ANERKENNUNG
Nowhere.com
Nick Philip
Die mysteriöse Internet-Domain nowhere.com („nirgendwo.com“) erscheint häufig als Absender oder Rücksendeadresse auf hunderttausenden elektronischen Poststücken – „Junk Mail“ oder „Spam“ genannt –, die täglich unsere Posteingangskörbe anfüllen. Und weil sie auch als Standardeinstellung bei zahlreichen Internetanwendungen auftritt, ist der Postverkehr an nowhere.com auf Tausende von Poststücken täglich angewachsen – oftmals langen 2000 Nachrichten pro Minute ein. Im Laufe der Jahre hat fehlende Überwachung zu einem derart weitverbreiteten Mißbrauch dieser Adresse geführt, daß sogar das FBI Untersuchungen über die größten Anwender dieser Adresse eingeleitet hat.

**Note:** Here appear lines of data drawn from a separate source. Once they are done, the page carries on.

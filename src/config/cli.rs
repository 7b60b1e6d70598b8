//! CLI argument parsing using clap.
//!
//! Defines the command-line interface with all options and subcommands.

use std::path::PathBuf;

use clap::{Parser, Subcommand, ValueEnum};

use crate::harness::Scenario;

/// booker-probe: test harness for the restful-booker service
///
/// Runs booking scenarios against the service, recording every HTTP call
/// each scenario makes, and writes an HTML report per scenario.
#[derive(Debug, Parser)]
#[command(name = "booker-probe")]
#[command(version, about, long_about = None)]
pub struct Cli {
    /// Subcommand to run
    #[command(subcommand)]
    pub command: Option<Command>,

    /// Base URL of the booking service
    #[arg(long = "base-url")]
    pub base_url: Option<String>,

    /// Account name for the auth token
    #[arg(long)]
    pub username: Option<String>,

    /// Account password for the auth token
    #[arg(long)]
    pub password: Option<String>,

    /// Request timeout in seconds
    #[arg(long)]
    pub timeout: Option<u64>,

    /// Directory for per-scenario HTML reports (reports are skipped if unset)
    #[arg(long = "report-dir")]
    pub report_dir: Option<PathBuf>,

    /// Scenario to run (can be specified multiple times; default: all)
    #[arg(long = "case", value_enum, value_name = "SCENARIO")]
    pub cases: Vec<ScenarioArg>,

    /// Path to configuration file
    #[arg(long, short)]
    pub config: Option<PathBuf>,

    /// Enable verbose logging
    #[arg(long, short)]
    pub verbose: bool,
}

/// Subcommands for booker-probe
#[derive(Debug, Subcommand)]
pub enum Command {
    /// Generate a default configuration file
    Init {
        /// Output path for the configuration file
        #[arg(long, short, default_value = "booker-probe.toml")]
        output: PathBuf,
    },
}

/// Scenario argument for CLI parsing
#[derive(Debug, Clone, Copy, PartialEq, Eq, ValueEnum)]
pub enum ScenarioArg {
    /// `GET /ping`
    #[value(name = "health_check")]
    HealthCheck,
    /// Create, read, update, verify and delete a booking
    #[value(name = "crud_flow")]
    CrudFlow,
    /// Create, patch, verify and delete a booking
    #[value(name = "partial_update")]
    PartialUpdate,
}

impl From<ScenarioArg> for Scenario {
    fn from(arg: ScenarioArg) -> Self {
        match arg {
            ScenarioArg::HealthCheck => Self::HealthCheck,
            ScenarioArg::CrudFlow => Self::CrudFlow,
            ScenarioArg::PartialUpdate => Self::PartialUpdate,
        }
    }
}

impl Cli {
    /// Parses CLI arguments from the command line.
    #[must_use]
    pub fn parse_args() -> Self {
        Self::parse()
    }

    /// Parses CLI arguments from an iterator (useful for testing).
    pub fn parse_from_iter<I, T>(iter: I) -> Self
    where
        I: IntoIterator<Item = T>,
        T: Into<std::ffi::OsString> + Clone,
    {
        Self::parse_from(iter)
    }

    /// Returns true if this is the init command.
    #[must_use]
    pub const fn is_init(&self) -> bool {
        matches!(self.command, Some(Command::Init { .. }))
    }
}
//! Production HTTP client implementation using reqwest.

use std::time::Duration;

use super::{HttpClient, HttpError, HttpRequest, HttpResponse, RequestBody};

/// Production HTTP client using reqwest.
///
/// This is a thin wrapper around `reqwest::Client` that implements
/// the [`HttpClient`] trait. Connection pooling, default headers and
/// cookies live in the caller's session (see `booking::BookingApi`).
///
/// # Example
///
/// ```no_run
/// use booker_probe::transport::{ReqwestClient, HttpClient, HttpRequest};
/// use url::Url;
///
/// # async fn example() -> Result<(), Box<dyn std::error::Error>> {
/// let client = ReqwestClient::new();
/// let url = Url::parse("https://restful-booker.herokuapp.com/ping")?;
/// let response = client.request(HttpRequest::get(url)).await?;
/// println!("Status: {}", response.status);
/// # Ok(())
/// # }
/// ```
#[derive(Debug, Clone)]
pub struct ReqwestClient {
    inner: reqwest::Client,
}

impl ReqwestClient {
    /// Creates a new HTTP client with default configuration.
    #[must_use]
    pub fn new() -> Self {
        Self {
            inner: reqwest::Client::new(),
        }
    }

    /// Creates an HTTP client that aborts requests after `timeout`.
    ///
    /// Falls back to the default client if the builder cannot be
    /// constructed (e.g. TLS backend initialization fails).
    #[must_use]
    pub fn with_timeout(timeout: Duration) -> Self {
        match reqwest::Client::builder().timeout(timeout).build() {
            Ok(inner) => Self { inner },
            Err(e) => {
                tracing::warn!("Failed to build HTTP client with timeout, using defaults: {e}");
                Self::new()
            }
        }
    }

    /// Creates an HTTP client from an existing reqwest client.
    ///
    /// Useful when you need custom configuration (TLS, proxies, etc.).
    #[must_use]
    pub const fn from_client(client: reqwest::Client) -> Self {
        Self { inner: client }
    }
}

impl Default for ReqwestClient {
    fn default() -> Self {
        Self::new()
    }
}

/// Maps a reqwest send failure onto the transport error taxonomy.
fn classify(e: reqwest::Error) -> HttpError {
    if e.is_timeout() {
        HttpError::Timeout
    } else if e.is_builder() {
        HttpError::InvalidUrl(e.to_string())
    } else {
        HttpError::Connection(Box::new(e))
    }
}

impl HttpClient for ReqwestClient {
    async fn request(&self, req: HttpRequest) -> Result<HttpResponse, HttpError> {
        let mut builder = self.inner.request(req.method, req.url.as_str());

        for (name, value) in &req.headers {
            builder = builder.header(name, value);
        }

        builder = match req.body {
            RequestBody::Empty => builder,
            RequestBody::Json(value) => builder.json(&value),
            RequestBody::Raw(bytes) => builder.body(bytes),
        };

        let response = builder.send().await.map_err(classify)?;

        let status = response.status();
        let headers = response.headers().clone();
        let body = response.bytes().await.map_err(classify)?.to_vec();

        Ok(HttpResponse::new(status, headers, body))
    }
}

Aber die Domain selbst bleibt ein Rätsel:Wo ist nowhere.Com?
Der Künstler Nick Philip führt Sie zu einer Reihe von Papierkörben, die zwischen zwölf sirrenden Faxgeräten im Tokioter Intercommunications Centre stehen. Die Domain nowhere.com, so erklärt er, wird häufig von dubiosen E-Mail-Versendern als Tarnung für ihre eigentliche Internetadresse verwendet. Irritierte Empfänger von Junk-Mail senden ihre Antworten häufig an diese Adresse, aber wegen der falschen Absenderangabe werden sie an nowhere.-com anstatt zu den wahren Absendern umgeleitet. Zumindest so lange, bis Philip alle an nowhere.com adressierten E-Mails auf eine Reihe von Faxgeräten im ICC geschaltet hat. Jetzt werden die Stapel der verlorenen Sendungen in eine physische Repräsentation ihrer letztlichen Destination umgewandelt – den Papierkorb.
„Mit 12 Kilometern Thermopapier-Abfall konfrontiert, können Sie bei Nowhere sofort einen kleinen Teil dieser unglaublich großen weiten Medienlandschaft erfahren, spüren, hören, angreifen, riechen und gleichzeitig mit einem Augenzwinkern feststellen, daß die Dinge ganz gleich bleiben, selbst wenn sie sich radikal ändern“, sagt Philip.
„Auch wenn wir uns einen ewig blauen Himmel über den Datenautobahnen der modernen Kommunikation ersehnen, sind das Internet und die Technologie allgemein nichts anderes als bescheidene Ausdrucksweisen unser selbst, mit all dem Guten, dem Schlechten und dem Häßlichen“, sagt Philip. „Am interessantesten an Nowhere ist, daß es nicht so sehr eine Art ,vernetzter Anomalie‘ darstellt, sondern einen kleinen, aber tiefen Einblick in die dunkleren Nischen unserer Online-Psychologie erlaubt.“ Die E-Mails werden kopiert, wenn sie durch nowhere.Com zu ihrer endgültigen Destination laufen und über zwölf Faxmodems auf zwölf Faxgeräte umgeleitet. Das Thermopapier der Faxgeräte wird in Papierkörben gesammelt und läuft letztlich irgendwann über auf den Boden der Galerie.
Das Werk wurde erstmals vom 15. bis zum 27. September 1998 im NTT Inter Communications Center, Tokio, gezeigt. Besonderer Dank gebührt Husanori Gogota und Lisa Seaman.